(Items from a data source)
--------------------------------------------------

impl CourseTree {
    /// Creates an empty tree
    pub fn new() -> Self {
        Self { root: None, len: 0 }
    }

    /// Returns the number of stored courses (duplicates included)
    pub fn len(&self) -> usize {
        self.len
    }

    /// Returns true if the tree holds no courses
    pub fn is_empty(&self) -> bool {
        self.root.is_none()
    }

    /// Inserts a course.
    ///
    /// Smaller course numbers go left, everything else goes right. The tree
    /// is never rebalanced, so sorted input produces a list-shaped tree.
    pub fn insert(&mut self, course: Course) {
        let mut slot = &mut self.root;
        while let Some(node) = slot {
            slot = if course.id < node.course.id {
                &mut node.left
            } else {
                &mut node.right
            };
        }
        *slot = Some(Node::new(course));
        self.len += 1;
        debug_assert_eq!(self.root.is_none(), self.len == 0);
    }

    /// Inserts a course, refusing course numbers that are already stored
    pub fn insert_unique(&mut self, course: Course) -> Result<(), TreeError> {
        if self.contains(&course.id) {
            return Err(TreeError::DuplicateKey(course.id));
        }
        self.insert(course);
        Ok(())
    }

    /// Looks up a course by exact course number
    pub fn search(&self, id: &str) -> Option<&Course> {
        let mut current = self.root.as_deref();
        while let Some(node) = current {
            if node.course.id == id {
                return Some(&node.course);
            }
            current = if id < node.course.id.as_str() {
                node.left.as_deref()
            } else {
                node.right.as_deref()
            };
        }
        None
    }

    /// Returns true if a course with this number is stored
    pub fn contains(&self, id: &str) -> bool {
        self.search(id).is_some()
    }

    /// Calls `visit` once for every course, in ascending course number order
    pub fn in_order<F>(&self, mut visit: F)
    where
        F: FnMut(&Course),
    {
        Self::walk(self.root.as_deref(), &mut visit);
    }

    fn walk<F>(node: Option<&Node>, visit: &mut F)
    where
        F: FnMut(&Course),
    {
        if let Some(node) = node {
            Self::walk(node.left.as_deref(), visit);
            visit(&node.course);
            Self::walk(node.right.as_deref(), visit);
        }
    }

    /// Iterates over courses in ascending course number order
    pub fn iter(&self) -> Iter<'_> {
        Iter::new(self.root.as_deref(), self.len)
    }

    /// Course with the smallest course number
    pub fn first(&self) -> Option<&Course> {
        let mut node = self.root.as_deref()?;
        while let Some(left) = node.left.as_deref() {
            node = left;
        }
        Some(&node.course)
    }

    /// Course with the largest course number
    pub fn last(&self) -> Option<&Course> {
        let mut node = self.root.as_deref()?;
        while let Some(right) = node.right.as_deref() {
            node = right;
        }
        Some(&node.course)
    }

    /// Number of nodes on the longest root-to-leaf path (0 when empty)
    pub fn height(&self) -> usize {
        let mut stack: Vec<(&Node, usize)> = Vec::new();
        if let Some(root) = self.root.as_deref() {
            stack.push((root, 1));
        }

        let mut height = 0;
        while let Some((node, depth)) = stack.pop() {
            height = height.max(depth);
            if let Some(left) = node.left.as_deref() {
                stack.push((left, depth + 1));
            }
            if let Some(right) = node.right.as_deref() {
                stack.push((right, depth + 1));
            }
        }
        height
    }

    /// Removes the first course found with this number and returns it.
    ///
    /// Removing a course number that is not stored is a no-op.
    pub fn remove(&mut self, id: &str) -> Option<Course> {
        let (root, removed) = Self::remove_node(self.root.take(), id);
        self.root = root;
        if removed.is_some() {
            self.len -= 1;
        }
        debug_assert_eq!(self.root.is_none(), self.len == 0);
        removed
    }

    /// Removes `id` from the subtree and returns the subtree's new root
    fn remove_node(link: Link, id: &str) -> (Link, Option<Course>) {
        let mut node = match link {
            Some(node) => node,
            None => return (None, None),
        };

        match id.cmp(node.course.id.as_str()) {
            Ordering::Less => {
                let (left, removed) = Self::remove_node(node.left.take(), id);
                node.left = left;
                (Some(node), removed)
            }
            Ordering::Greater => {
                let (right, removed) = Self::remove_node(node.right.take(), id);
                node.right = right;
                (Some(node), removed)
            }
            Ordering::Equal => match (node.left.take(), node.right.take()) {
                (None, None) => {
                    let Node { course, .. } = *node;
                    (None, Some(course))
                }
                (Some(child), None) | (None, Some(child)) => {
                    let Node { course, .. } = *node;
                    (Some(child), Some(course))
                }
                (Some(left), Some(right)) => {
                    // The successor has no left child, so detaching it is a splice.
                    let (right, successor) = Self::take_min(right);
                    let removed = std::mem::replace(&mut node.course, successor);
                    node.left = Some(left);
                    node.right = right;
                    (Some(node), Some(removed))
                }
            },
        }
    }

    /// Detaches the leftmost node of a subtree, returning the remaining
    /// subtree and the detached course
    fn take_min(mut node: Box<Node>) -> (Link, Course) {
        match node.left.take() {
            Some(left) => {
                let (rest, min) = Self::take_min(left);
                node.left = rest;
                (Some(node), min)
            }
            None => {
                let Node { course, right, .. } = *node;
                (right, course)
            }
        }
    }

    /// Removes every course, one root at a time
    pub fn clear(&mut self) {
        while let Some(id) = self.root.as_ref().map(|node| node.course.id.clone()) {
            self.remove(&id);
        }
    }

    /// Verifies ordering and node count
    pub fn check_invariants(&self) -> Result<(), TreeError> {
        // (node, inclusive lower bound, exclusive upper bound)
        let mut stack: Vec<(&Node, Option<&str>, Option<&str>)> = Vec::new();
        if let Some(root) = self.root.as_deref() {
            stack.push((root, None, None));
        }

        let mut count = 0;
        while let Some((node, lower, upper)) = stack.pop() {
            let id = node.course.id.as_str();

            if let Some(lower) = lower {
                if id < lower {
                    return Err(TreeError::InvariantViolation(format!(
                        "{} sits in the right subtree of {}",
                        id, lower
                    )));
                }
            }
            if let Some(upper) = upper {
                if id >= upper {
                    return Err(TreeError::InvariantViolation(format!(
                        "{} sits in the left subtree of {}",
                        id, upper
                    )));
                }
            }

            count += 1;
            if let Some(left) = node.left.as_deref() {
                stack.push((left, lower, Some(id)));
            }
            if let Some(right) = node.right.as_deref() {
                stack.push((right, Some(id), upper));
            }
        }

        if count != self.len {
            return Err(TreeError::InvariantViolation(format!(
                "counted {} nodes but length is {}",
                count, self.len
            )));
        }

        Ok(())
    }
}
//! Configuration handling for the catalog tool
//!
//! Configuration is stored in `~/.config/course-catalog/config.toml` (or the
//! platform equivalent). A missing file means defaults everywhere.

use std::fs;
use std::path::{Path, PathBuf};

use anyhow::{Context, Result};
use directories::ProjectDirs;
use serde::{Deserialize, Serialize};
use thiserror::Error;

use super::loader::DuplicatePolicy;

/// Catalog file used when nothing else names one
pub const DEFAULT_CATALOG_FILE: &str = "CS 300 ABCU_Advising_Program_Input.csv";

#[derive(Debug, Error)]
pub enum ConfigError {
    #[error("Failed to parse configuration: {0}")]
    Parse(String),
}

/// Output format for commands
#[derive(Debug, Clone, Copy, Serialize, Deserialize, Default, PartialEq, Eq)]
#[serde(rename_all = "snake_case")]
pub enum OutputFormat {
    #[default]
    Text,
    Json,
}

/// User configuration
#[derive(Debug, Clone, Serialize, Deserialize, PartialEq)]
#[serde(default)]
pub struct Config {
    /// Catalog file loaded when `--catalog` and `CATALOG_FILE` are unset
    pub default_catalog: PathBuf,

    /// Handling of repeated course numbers while loading
    pub duplicates: DuplicatePolicy,

    /// Default output format (text or json)
    pub default_format: OutputFormat,

    /// Print elapsed time after each command
    pub timings: bool,
}

impl Default for Config {
    fn default() -> Self {
        Self {
            default_catalog: PathBuf::from(DEFAULT_CATALOG_FILE),
            duplicates: DuplicatePolicy::Allow,
            default_format: OutputFormat::Text,
            timings: false,
        }
    }
}

impl Config {
    /// Returns the config directory
    pub fn config_dir() -> Option<PathBuf> {
        ProjectDirs::from("dev", "catalog", "course-catalog")
            .map(|dirs| dirs.config_dir().to_path_buf())
    }

    /// Returns the default config file path
    pub fn default_path() -> Option<PathBuf> {
        Self::config_dir().map(|dir| dir.join("config.toml"))
    }

    /// Loads configuration from the default location
    pub fn load() -> Result<Self> {
        match Self::default_path() {
            Some(path) => Self::from_path(&path),
            None => Ok(Self::default()),
        }
    }

    /// Loads configuration from a specific file; a missing file yields defaults
    pub fn from_path(path: &Path) -> Result<Self> {
        if !path.exists() {
            return Ok(Self::default());
        }

        let content = fs::read_to_string(path)
            .with_context(|| format!("Failed to read config: {}", path.display()))?;

        Self::parse(&content).context("Failed to parse config")
    }

    /// Parses configuration text
    pub fn parse(content: &str) -> Result<Self, ConfigError> {
        toml::from_str(content).map_err(|e| ConfigError::Parse(e.to_string()))
    }

    /// Serializes the configuration as TOML
    pub fn to_toml(&self) -> Result<String> {
        toml::to_string_pretty(self).context("Failed to serialize config")
    }
}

--------------------------------------------------

--- What is being asked ---
An exact copy of the lines above between the line holding "subtree's new root" and the line holding "node.left = left;", inclusive, is the whole answer.

--- Answer section ---
    /// Removes `id` from the subtree and returns the subtree's new root
    fn remove_node(link: Link, id: &str) -> (Link, Option<Course>) {
        let mut node = match link {
            Some(node) => node,
            None => return (None, None),
        };

        match id.cmp(node.course.id.as_str()) {
            Ordering::Less => {
                let (left, removed) = Self::remove_node(node.left.take(), id);
                node.left = left;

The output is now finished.